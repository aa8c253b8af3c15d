//! Batch engine: drives a code list through the service and the ledger.
//!
//! A run moves `Idle -> Processing(batch) -> ... -> Finalizing -> Done`.
//! Batches run sequentially. The accumulator is flushed every
//! `save_frequency` batches and once more at the end; a run that stops early
//! loses at most the entries gathered since the last flush.
//!
//! The value a run returns is re-read from the ledger file, never taken from
//! memory.

use std::collections::BTreeSet;
use std::path::PathBuf;
use std::sync::Arc;

use dcr_config::EngineSettings;
use dcr_gateway::DiscountGateway;
use dcr_ledger::{FlushKind, LedgerEntries, LedgerError, LedgerWriter};
use tracing::{debug, info, warn};

use crate::{normalizer, LedgerValue, RawCode, ReconciliationService};

/// Number of missing codes printed when the final ledger lacks some inputs.
const MISSING_SAMPLE: usize = 5;

#[derive(Debug, Clone, Copy, PartialEq, Eq)]
pub enum RunPhase {
    Idle,
    /// 1-based number of the batch processed last.
    Processing { batch: usize },
    Finalizing,
    Done,
}

/// What a finished run reports. `results` is the ledger as it is on disk.
#[derive(Debug, Clone, PartialEq)]
pub struct RunOutcome {
    pub ledger_path: PathBuf,
    pub results: LedgerEntries,
    /// Distinct codes accounted for this run (processed + carried over).
    pub processed: usize,
    /// Codes that ended with an identifier, carried-over ones included.
    pub successful: usize,
    /// Codes already resolved in the ledger before the run started.
    pub carried_over: usize,
    /// Inputs not processed because their key was already taken: a repeated
    /// code, or an invalid input whose label matches a code handled this run
    /// or resolved before it.
    pub duplicates: usize,
    /// Flushes that wrote entries.
    pub flushes: usize,
    /// Input keys absent from the final ledger. Empty after a complete run
    /// unless persistence misbehaved.
    pub missing: Vec<String>,
}

impl RunOutcome {
    pub fn success_rate(&self) -> Option<f64> {
        (self.processed > 0).then(|| self.successful as f64 / self.processed as f64 * 100.0)
    }
}

#[derive(Debug, Clone)]
pub struct BatchEngine {
    service: ReconciliationService,
    settings: EngineSettings,
}

impl BatchEngine {
    /// The service applies `settings.creation_policy`. `batch_size` and
    /// `save_frequency` of zero are treated as one.
    pub fn new(gateway: Arc<dyn DiscountGateway>, mut settings: EngineSettings) -> Self {
        settings.batch_size = settings.batch_size.max(1);
        settings.save_frequency = settings.save_frequency.max(1);
        let service = ReconciliationService::new(gateway, settings.creation_policy);
        Self { service, settings }
    }

    pub fn service(&self) -> &ReconciliationService {
        &self.service
    }

    pub fn settings(&self) -> &EngineSettings {
        &self.settings
    }

    /// Begin a run over `codes`, writing to `ledger`.
    ///
    /// Codes the ledger already maps to an identifier are carried over: they
    /// are not looked up again and not rewritten.
    pub fn start<'a>(&'a self, codes: Vec<RawCode>, ledger: &'a mut LedgerWriter) -> BatchRun<'a> {
        let carried: BTreeSet<String> = ledger
            .read_all()
            .into_iter()
            .filter(|(_, v)| LedgerValue::parse(v).is_id())
            .map(|(k, _)| k)
            .collect();

        let batches_total = codes.len().div_ceil(self.settings.batch_size);

        info!(
            codes = codes.len(),
            batch_size = self.settings.batch_size,
            save_frequency = self.settings.save_frequency,
            batches = batches_total,
            policy = self.settings.creation_policy.as_str(),
            "starting to process discount codes"
        );
        info!(path = %ledger.path().display(), "results will be saved to ledger");
        if !carried.is_empty() {
            info!(resolved = carried.len(), "ledger already holds resolved codes; they will be carried over");
        }

        BatchRun {
            engine: self,
            ledger,
            codes,
            batches_total,
            next_batch: 0,
            phase: RunPhase::Idle,
            accumulator: LedgerEntries::new(),
            seen_codes: BTreeSet::new(),
            invalid_labels: BTreeSet::new(),
            carried,
            processed: 0,
            successful: 0,
            carried_over: 0,
            duplicates: 0,
            flushes: 0,
        }
    }

    /// Process every batch and finalize.
    pub async fn run(
        &self,
        codes: Vec<RawCode>,
        ledger: &mut LedgerWriter,
    ) -> Result<RunOutcome, LedgerError> {
        let mut run = self.start(codes, ledger);
        while run.step().await? {}
        run.finish()
    }
}

/// One run in progress. Owns the accumulator; borrows the ledger exclusively.
///
/// Dropping a run without calling [`BatchRun::finish`] leaves the ledger with
/// every flush made so far and nothing from the accumulator.
#[derive(Debug)]
pub struct BatchRun<'a> {
    engine: &'a BatchEngine,
    ledger: &'a mut LedgerWriter,
    codes: Vec<RawCode>,
    batches_total: usize,
    next_batch: usize,
    phase: RunPhase,
    accumulator: LedgerEntries,
    /// Clean codes already handled this run.
    seen_codes: BTreeSet<String>,
    /// Labels recorded for invalid inputs and not yet taken over by a code.
    invalid_labels: BTreeSet<String>,
    /// Keys resolved in the ledger before the run started.
    carried: BTreeSet<String>,
    processed: usize,
    successful: usize,
    carried_over: usize,
    duplicates: usize,
    flushes: usize,
}

impl BatchRun<'_> {
    pub fn phase(&self) -> RunPhase {
        self.phase
    }

    pub fn batches_total(&self) -> usize {
        self.batches_total
    }

    /// Entries gathered since the last flush.
    pub fn pending(&self) -> &LedgerEntries {
        &self.accumulator
    }

    /// Process the next batch, flushing if the save cadence is reached.
    ///
    /// Returns `false` when there was no batch left to process.
    pub async fn step(&mut self) -> Result<bool, LedgerError> {
        if self.next_batch >= self.batches_total
            || matches!(self.phase, RunPhase::Finalizing | RunPhase::Done)
        {
            return Ok(false);
        }

        let size = self.engine.settings.batch_size;
        let start = self.next_batch * size;
        let end = (start + size).min(self.codes.len());
        let batch_num = self.next_batch + 1;
        self.phase = RunPhase::Processing { batch: batch_num };

        let mut batch_done = 0usize;
        let mut batch_success = 0usize;
        for idx in start..end {
            let raw = self.codes[idx].clone();
            let key = normalizer::ledger_key(&raw);
            if !self.claim(&raw, &key) {
                debug!(code = %key, "duplicate input; already handled this run");
                self.duplicates += 1;
                continue;
            }

            batch_done += 1;
            if self.carried.contains(&key) {
                debug!(code = %key, "already resolved in ledger; carried over");
                self.carried_over += 1;
                batch_success += 1;
                continue;
            }

            let (code, outcome) = self.engine.service.ensure_exists(&raw).await;
            if outcome.is_success() {
                batch_success += 1;
            }
            self.accumulator.insert(code, outcome.ledger_value());
        }

        self.successful += batch_success;
        self.next_batch += 1;
        self.log_batch_complete(batch_num, batch_done, batch_success);

        if batch_num % self.engine.settings.save_frequency == 0 && !self.accumulator.is_empty() {
            info!(
                entries = self.accumulator.len(),
                batch = batch_num,
                "saving accumulated results"
            );
            self.flush(FlushKind::Interim)?;
        }

        let delay = self.engine.settings.inter_batch_delay;
        if self.next_batch < self.batches_total && !delay.is_zero() {
            tokio::time::sleep(delay).await;
        }

        Ok(true)
    }

    /// Flush what remains, re-read the ledger, and report.
    ///
    /// Batches not yet stepped through are not processed. A failed final
    /// flush leaves the run in `Finalizing` with the accumulator intact.
    pub fn finish(&mut self) -> Result<RunOutcome, LedgerError> {
        self.phase = RunPhase::Finalizing;

        if !self.accumulator.is_empty() {
            info!(entries = self.accumulator.len(), "saving remaining accumulated results");
            self.flush(FlushKind::Final)?;
        }

        let results = self.ledger.read_all();
        let expected: BTreeSet<String> = self.codes.iter().map(normalizer::ledger_key).collect();
        let missing: Vec<String> = expected
            .into_iter()
            .filter(|k| !results.contains_key(k))
            .collect();

        info!(total_results = results.len(), "processing complete");
        if self.processed > 0 {
            info!(
                successful = self.successful,
                processed = self.processed,
                pct = format_args!("{:.1}", self.successful as f64 / self.processed as f64 * 100.0),
                "success rate"
            );
        }
        if !missing.is_empty() {
            let sample: Vec<&str> = missing.iter().take(MISSING_SAMPLE).map(String::as_str).collect();
            warn!(missing = missing.len(), sample = ?sample, "missing codes detected");
        }

        self.phase = RunPhase::Done;
        Ok(RunOutcome {
            ledger_path: self.ledger.path().to_path_buf(),
            results,
            processed: self.processed,
            successful: self.successful,
            carried_over: self.carried_over,
            duplicates: self.duplicates,
            flushes: self.flushes,
            missing,
        })
    }

    /// Decide whether `raw` is processed, updating the per-run key sets.
    ///
    /// Valid codes dedupe among themselves and take over a key first used by
    /// an invalid input, whose entry they then supersede. An invalid input
    /// never displaces a code handled this run or resolved before it.
    fn claim(&mut self, raw: &RawCode, key: &str) -> bool {
        if normalizer::is_valid(raw) {
            if !self.seen_codes.insert(key.to_string()) {
                return false;
            }
            if self.invalid_labels.remove(key) {
                debug!(code = %key, "code supersedes an invalid input with the same label");
            } else {
                self.processed += 1;
            }
            return true;
        }

        if self.seen_codes.contains(key) || self.carried.contains(key) {
            return false;
        }
        if !self.invalid_labels.insert(key.to_string()) {
            return false;
        }
        self.processed += 1;
        true
    }

    fn flush(&mut self, kind: FlushKind) -> Result<(), LedgerError> {
        self.ledger.flush(&self.accumulator, kind)?;
        self.accumulator.clear();
        self.flushes += 1;
        Ok(())
    }

    fn log_batch_complete(&self, batch_num: usize, batch_done: usize, batch_success: usize) {
        let pct = if self.processed > 0 {
            self.successful as f64 / self.processed as f64 * 100.0
        } else {
            0.0
        };
        info!(
            batch = batch_num,
            of = self.batches_total,
            processed = self.processed,
            total = self.codes.len(),
            batch_success = format_args!("{batch_success}/{batch_done}"),
            overall = format_args!("{}/{} ({pct:.1}%)", self.successful, self.processed),
            "batch complete"
        );
    }
}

◆ Goal of the exercise
Every line of the listing that includes the word "EngineSettings" forms the answer.

◆ Output for this task
use dcr_config::EngineSettings;
    settings: EngineSettings,
    pub fn new(gateway: Arc<dyn DiscountGateway>, mut settings: EngineSettings) -> Self {
    pub fn settings(&self) -> &EngineSettings {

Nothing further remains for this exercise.